Day 1
A scale of greys - so easy to get the mid-tone wrong -After trying to capture the grey tones of the plinths (too boring to show!) we had a go at the plaster bust -
Day 2
Drawing with charcoal, trying the fit the model onto the page -Then the fun began. Everyone moved two easels along, and followed instructions.
Adding blue acrylic to indicate the darkest areas -
Using yellow for lighter areas; it mixed with the still-wet blue to give a mid tone -
Work in progress -Light yellow added for the highlights -
Finally, we could touch it up and/or add background -
Not sure that's the one I originally drew, but it's the one I finished up with and that came home with me ... Which just goes to show, it's not the outcome that matters, it's the experience that counts. In any case, it was quite liberating to work on an image that wasn't your own - you just did what you could with what you had.After the break (these are three-hour classes), using blue again, but on a midtone ground -
Adding "real colours" -
Very colourful in some cases! -
Day 3
Still using acrylics, but first some quick charcoal drawing - two sketches of three minutes each, rub those out, then another without looking at the paper -The model took two different poses, and we were to fit them both onto the same sheet of paper -
She moved back and forth between the poses as we added colour, one colour for darker tones and another for lighter ones -
My figures are all tangled up ... I was still working on the "fit the model onto the whole page" instruction ...

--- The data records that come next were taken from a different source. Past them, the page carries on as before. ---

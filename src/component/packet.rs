//! Datagram framing: `{message_id}@{index}@{total}@{payload}`.
//!
//! Payloads are raw byte slices of a UTF-8 document cut at fixed offsets, so a
//! fragment may end in the middle of a character. Bytes are joined before any
//! decoding happens.

use std::{
    collections::HashMap,
    time::{Duration, Instant},
};

#[derive(Debug, PartialEq, Eq, thiserror::Error)]
pub enum FragmentError {
    #[error("missing `@` delimiter in fragment header")]
    MissingDelimiter,
    #[error("empty message id")]
    EmptyId,
    #[error("fragment header field `{0}` is not a decimal number")]
    NotANumber(&'static str),
    #[error("fragment index {index} outside 1..={total}")]
    IndexOutOfRange { index: usize, total: usize },
    #[error("fragment count {0} exceeds limit")]
    TooManyFragments(usize),
    #[error("fragment count changed from {expected} to {actual}")]
    TotalChanged { expected: usize, actual: usize },
}

#[derive(Debug, PartialEq, Eq)]
pub struct Fragment<'a> {
    pub message_id: &'a str,
    pub index: usize,
    pub total: usize,
    pub payload: &'a [u8],
}

fn parse_number(field: &[u8], name: &'static str) -> Result<usize, FragmentError> {
    if field.is_empty() || !field.iter().all(u8::is_ascii_digit) {
        return Err(FragmentError::NotANumber(name));
    }
    std::str::from_utf8(field)
        .ok()
        .and_then(|s| s.parse().ok())
        .ok_or(FragmentError::NotANumber(name))
}

impl<'a> Fragment<'a> {
    pub fn parse(raw: &'a [u8], max_fragments: usize) -> Result<Self, FragmentError> {
        let mut fields = raw.splitn(4, |b| *b == b'@');
        let (Some(id), Some(index), Some(total), Some(payload)) =
            (fields.next(), fields.next(), fields.next(), fields.next())
        else {
            return Err(FragmentError::MissingDelimiter);
        };

        let message_id = std::str::from_utf8(id)
            .ok()
            .filter(|id| !id.is_empty())
            .ok_or(FragmentError::EmptyId)?;
        let index = parse_number(index, "index")?;
        let total = parse_number(total, "total")?;

        if total > max_fragments {
            return Err(FragmentError::TooManyFragments(total));
        }
        if index == 0 || index > total {
            return Err(FragmentError::IndexOutOfRange { index, total });
        }

        Ok(Self {
            message_id,
            index,
            total,
            payload,
        })
    }
}

/// Cuts `payload` into framed datagrams of at most `max_packet_size` payload bytes.
pub fn split_message(message_id: &str, payload: &[u8], max_packet_size: usize) -> Vec<Vec<u8>> {
    let max_packet_size = max_packet_size.max(1);
    let chunks: Vec<&[u8]> = if payload.is_empty() {
        vec![payload]
    } else {
        payload.chunks(max_packet_size).collect()
    };
    let total = chunks.len();

    chunks
        .into_iter()
        .enumerate()
        .map(|(i, chunk)| {
            let mut packet = format!("{message_id}@{}@{total}@", i + 1).into_bytes();
            packet.extend_from_slice(chunk);
            packet
        })
        .collect()
}

struct Partial {
    total: usize,
    slices: Vec<Option<Vec<u8>>>,
    received: usize,
    bytes: usize,
    first_seen: Instant,
}

#[derive(Debug, Clone)]
pub struct ReassemblerOptions {
    pub timeout: Duration,
    pub max_pending: usize,
    pub max_pending_bytes: usize,
    pub max_fragments: usize,
}

impl Default for ReassemblerOptions {
    fn default() -> Self {
        Self {
            timeout: Duration::from_secs(30),
            max_pending: 1024,
            max_pending_bytes: 64 * 1024 * 1024,
            max_fragments: 4096,
        }
    }
}

/// Collects fragments per message id until every index has arrived.
///
/// Incomplete messages are dropped after `timeout`. At most `max_pending` of
/// them, holding at most `max_pending_bytes` of payload, are kept; the oldest
/// is evicted first. Ids that completed recently are remembered for one
/// timeout window so stray duplicates are ignored.
pub struct Reassembler {
    options: ReassemblerOptions,
    partial: HashMap<String, Partial>,
    pending_bytes: usize,
    completed: HashMap<String, Instant>,
}

impl Reassembler {
    pub fn new(options: ReassemblerOptions) -> Self {
        Self {
            options,
            partial: HashMap::new(),
            pending_bytes: 0,
            completed: HashMap::new(),
        }
    }

    #[cfg(test)]
    pub fn pending(&self) -> usize {
        self.partial.len()
    }

    #[cfg(test)]
    pub fn pending_bytes(&self) -> usize {
        self.pending_bytes
    }

    pub fn ingest(&mut self, raw: &[u8]) -> Option<Vec<u8>> {
        self.ingest_at(raw, Instant::now())
    }

    pub fn ingest_at(&mut self, raw: &[u8], now: Instant) -> Option<Vec<u8>> {
        self.purge(now);

        let fragment = match Fragment::parse(raw, self.options.max_fragments) {
            Ok(fragment) => fragment,
            Err(e) => {
                log::warn!(
                    "dropping malformed datagram ({e}): {:?}",
                    String::from_utf8_lossy(&raw[..raw.len().min(64)])
                );
                return None;
            }
        };

        if self.completed.contains_key(fragment.message_id) {
            log::debug!(
                "ignoring fragment {} of completed message {}",
                fragment.index,
                fragment.message_id
            );
            return None;
        }

        if fragment.total == 1 {
            self.completed.insert(fragment.message_id.to_string(), now);
            return Some(fragment.payload.to_vec());
        }

        if !self.partial.contains_key(fragment.message_id) {
            self.make_room();
        }
        if !self.reserve(fragment.message_id, fragment.payload.len()) {
            log::warn!(
                "message {} exceeds the pending byte budget, dropping it",
                fragment.message_id
            );
            self.remove_partial(fragment.message_id);
            return None;
        }
        let partial = self
            .partial
            .entry(fragment.message_id.to_string())
            .or_insert_with(|| Partial {
                total: fragment.total,
                slices: vec![None; fragment.total],
                received: 0,
                bytes: 0,
                first_seen: now,
            });

        if partial.total != fragment.total {
            log::warn!(
                "dropping fragment of {}: {}",
                fragment.message_id,
                FragmentError::TotalChanged {
                    expected: partial.total,
                    actual: fragment.total,
                }
            );
            return None;
        }

        let slot = &mut partial.slices[fragment.index - 1];
        match slot {
            Some(old) => {
                partial.bytes -= old.len();
                self.pending_bytes -= old.len();
            }
            None => partial.received += 1,
        }
        *slot = Some(fragment.payload.to_vec());
        partial.bytes += fragment.payload.len();
        self.pending_bytes += fragment.payload.len();

        if partial.received < partial.total {
            return None;
        }

        let partial = self.remove_partial(fragment.message_id)?;
        self.completed.insert(fragment.message_id.to_string(), now);
        Some(partial.slices.into_iter().flatten().flatten().collect())
    }

    fn remove_partial(&mut self, id: &str) -> Option<Partial> {
        let partial = self.partial.remove(id)?;
        self.pending_bytes -= partial.bytes;
        Some(partial)
    }

    /// Evicts other incomplete messages, oldest first, until `incoming` more
    /// bytes fit. Returns false when even that is not enough.
    fn reserve(&mut self, id: &str, incoming: usize) -> bool {
        while self.pending_bytes + incoming > self.options.max_pending_bytes {
            let Some(oldest) = self
                .partial
                .iter()
                .filter(|(other, _)| other.as_str() != id)
                .min_by_key(|(_, p)| p.first_seen)
                .map(|(other, _)| other.clone())
            else {
                return false;
            };
            log::warn!("pending byte budget exhausted, evicting {oldest}");
            self.remove_partial(&oldest);
        }
        true
    }

    /// Drops incomplete messages and completion markers older than the timeout.
    pub fn purge(&mut self, now: Instant) {
        let timeout = self.options.timeout;
        let pending_bytes = &mut self.pending_bytes;
        self.partial.retain(|id, p| {
            let alive = now.saturating_duration_since(p.first_seen) < timeout;
            if !alive {
                log::warn!(
                    "discarding incomplete message {id}: {}/{} fragments",
                    p.received,
                    p.total
                );
                *pending_bytes -= p.bytes;
            }
            alive
        });
        self.completed
            .retain(|_, at| now.saturating_duration_since(*at) < timeout);
    }

    fn make_room(&mut self) {
        while self.partial.len() >= self.options.max_pending.max(1) {
            let Some(oldest) = self
                .partial
                .iter()
                .min_by_key(|(_, p)| p.first_seen)
                .map(|(id, _)| id.clone())
            else {
                break;
            };
            log::warn!("too many incomplete messages, evicting {oldest}");
            self.remove_partial(&oldest);
        }
    }
}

Other people laid out their page more sensibly -
After the break, the panels we had gessoed earlier went up on the easels, and an underpainting of acrylic was applied -
Looking at this now, I can see the fatal flaw (in fact, I can see nothing but the fatal flaw!) -
Most people used two colours, as the previous day -
Day 4
The messiness of getting out the oil paint nearly drove me to distraction, as did the messiness of using it. The only thing to do was ... persevere ...The fatal flaw is of course the proportion of the legs - and the small matter of the displaced kneecap -
The colourful dress wasn't much fun to paint, especially as the pattern changed every time the model had a break and sat down again -
As for the pink cardigan ... we weren't allowed white paint so had to use the transparency of the paint itself, or else mix what we could -
The colourful backgrounds look great -
Day 5
We brought in a photograph. An almost-random dip into my pre-digital files pulled out these -With the help of some enlarged photocopies, I set to work on the Weston-super-Mare pier, first by using paint under tissue paper for the boards -
Then a wash for the sky, another for the sea, and thicker for the pillars etc -
A few details (some of the white was applied with the side of a palette knife) and it was done; time taken, 2.5 hours -
But haste makes mistakes ... those pigeons could be better placed ... I was following the photo rather than thinking about the painting. And aren't they huge! Hey ho, "next time" ... or I might have to mix up some brown and do a bit of touching up. Oh to have a scrap of that brown tissue to hand, for pasting over to make the birds disappear ... painting is magic, after all.
Looking back
It was a quiet class, with eight of us turning up for the final session, and a lot of concentration rather than chat. The course was well structured, and the tutor was definite in timings, which helped ("in three minutes, stop painting and walk around and look at everyone's work" ... "30 seconds left..."); he told us about cleanup methods and also about learning how much painting you could actually do within a certain time, which seems obvious but isn't something I'd really thought about.The final painting was only possible because of the liberation after the hard slog of three sessions of working from a model, one of those in the "strange" medium of oils. Getting back to acrylics, and working from a photograph, was a delight! Racing against the clock to finish was a challenge ... fun ...
2 comments:
You are doing some tremendous courses this summer Margaret, that one looks excellent. I really like the painting of the pier. Can you explain how the tissue paper and paint technique works or let me know a link to that?
I guess that the tight structure and the pressure of time and other instructions help to focus on the technique rather than the subject. I suspect that I would have imploded - but it is fascinating reading or your progress.